E’ la storia di un flic, Kleber appunto, un poliziotto invecchiato male e stanco di violenza che ha trovato la sua pace e la sua redenzione nell’amore per la sua donna Elenya, un ex prostituta polacca, bellissima come le donne angelicate del dolce stil novo, strappata dalla strada e dallo sfruttamento del suo protettore.
Kleber è un poliziotto che la strada non ha corrotto, che non è sceso a compromessi, che ha conservato la sua umanità e lo si nota con vivida chiarezza all’inizio del libro durante l’interrogatorio del giovane che ha ucciso la sua donna. Poi il suo carattere prende il sopravvento: la sua incapacità di lisciare i superiori lo spinge a gettare all’ortiche la sua carriera, a prendere a pugni un ispettore gesto che darà il via ad una vera e propria discesa agli inferi.
Prima sospeso dal servizio, poi sempre più coinvolto in affari illegali per proteggere Mark l’amico delinquente che arriverà a coinvolgerlo fino ad un tragico scontro a fuoco che innescherà una spirale di violenza e una guerra aperta con la malavita che vedendolo ormai solo e indifeso potrà attaccarlo senza pietà.

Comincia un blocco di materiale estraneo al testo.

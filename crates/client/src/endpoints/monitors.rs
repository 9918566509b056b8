//! Monitor endpoints (`/v1/monitor`).

use reqwest::{Client, Method};
use serde_json::Value;

use crate::auth::ApiKeys;
use crate::endpoints::send_raw;
use crate::endpoints::url_encoding::resource_path;
use crate::error::Result;
use crate::models::Monitor;

const MONITORS_PATH: &str = "/v1/monitor";

pub async fn get_monitor(
    client: &Client,
    base_url: &str,
    keys: &ApiKeys,
    id: Value,
    max_retries: usize,
) -> Result<Monitor> {
    let path = resource_path(MONITORS_PATH, id)?;
    let body = send_raw(client, base_url, keys, Method::GET, &path, None, max_retries).await?;
    Ok(serde_json::from_slice(&body)?)
}

pub async fn list_monitors(
    client: &Client,
    base_url: &str,
    keys: &ApiKeys,
    max_retries: usize,
) -> Result<Vec<Monitor>> {
    let body = send_raw(
        client,
        base_url,
        keys,
        Method::GET,
        MONITORS_PATH,
        None,
        max_retries,
    )
    .await?;
    Ok(serde_json::from_slice(&body)?)
}

pub async fn create_monitor(
    client: &Client,
    base_url: &str,
    keys: &ApiKeys,
    monitor: &Monitor,
    max_retries: usize,
) -> Result<Monitor> {
    let payload = serde_json::to_vec(monitor)?;
    let body = send_raw(
        client,
        base_url,
        keys,
        Method::POST,
        MONITORS_PATH,
        Some(payload),
        max_retries,
    )
    .await?;
    Ok(serde_json::from_slice(&body)?)
}

pub async fn update_monitor(
    client: &Client,
    base_url: &str,
    keys: &ApiKeys,
    id: Value,
    monitor: &Monitor,
    max_retries: usize,
) -> Result<Monitor> {
    let path = resource_path(MONITORS_PATH, id)?;
    let payload = serde_json::to_vec(monitor)?;
    let body = send_raw(
        client,
        base_url,
        keys,
        Method::PUT,
        &path,
        Some(payload),
        max_retries,
    )
    .await?;
    Ok(serde_json::from_slice(&body)?)
}

pub async fn delete_monitor(
    client: &Client,
    base_url: &str,
    keys: &ApiKeys,
    id: Value,
    max_retries: usize,
) -> Result<()> {
    let path = resource_path(MONITORS_PATH, id)?;
    send_raw(client, base_url, keys, Method::DELETE, &path, None, max_retries).await?;
    Ok(())
}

Una bomba messa nella sua auto e diretta a lui farà morire accidentalmente Elenya e con lei ogni speranza di amore, di salvezza.
Da questo momento in poi la giustizia tenderà sempre più a confondersi con la vendetta fino all’atto finale, inevitabile, tragico e devastante in cui Kleber troverà la morte. Morte che non sarà altro che il proseguimento di un sogno, il ricongiungimento con Elenya in un altrove in cui la violenza e il male non avranno più ragione d’esistere.

Incubo di strada di Derek Raymond Meridiano Zero collana Meridianonero traduzione Marco Vicentini 2010, 159 pagine, brossura, Euro 13,00.

Derek Raymond era lo pseudonimo di Robert William Arthur Cook, nato a Londra nel 1931 e ivi morto, al ritorno da una peregrinazione durata una vita, nel 1994. Sottrattosi ben presto all’educazione borghese impartitagli dalla famiglia, ha iniziato a viaggiare vivendo, tra gli altri posti, in Marocco, in Turchia, in Italia, improvvisandosi nei lavori più improbabili: dal riciclaggio di auto in Spagna all’insegnamento dell’inglese a New York, dall’impiego come tassista alla carriera di trafficante di materiale pornografico. I suoi esordi nella carriera letteraria risalgono agli anni Sessanta, con opere chiaramente influenzate dall’esistenzialismo di Sartre. Un’influenza che riemergerà a partire dagli anni Ottanta nella sua serie noir della Factory a cui questo romanzo appartiene. L’opera di Raymond vive di assoluta originalità nel panorama dell’hard boiled internazionale.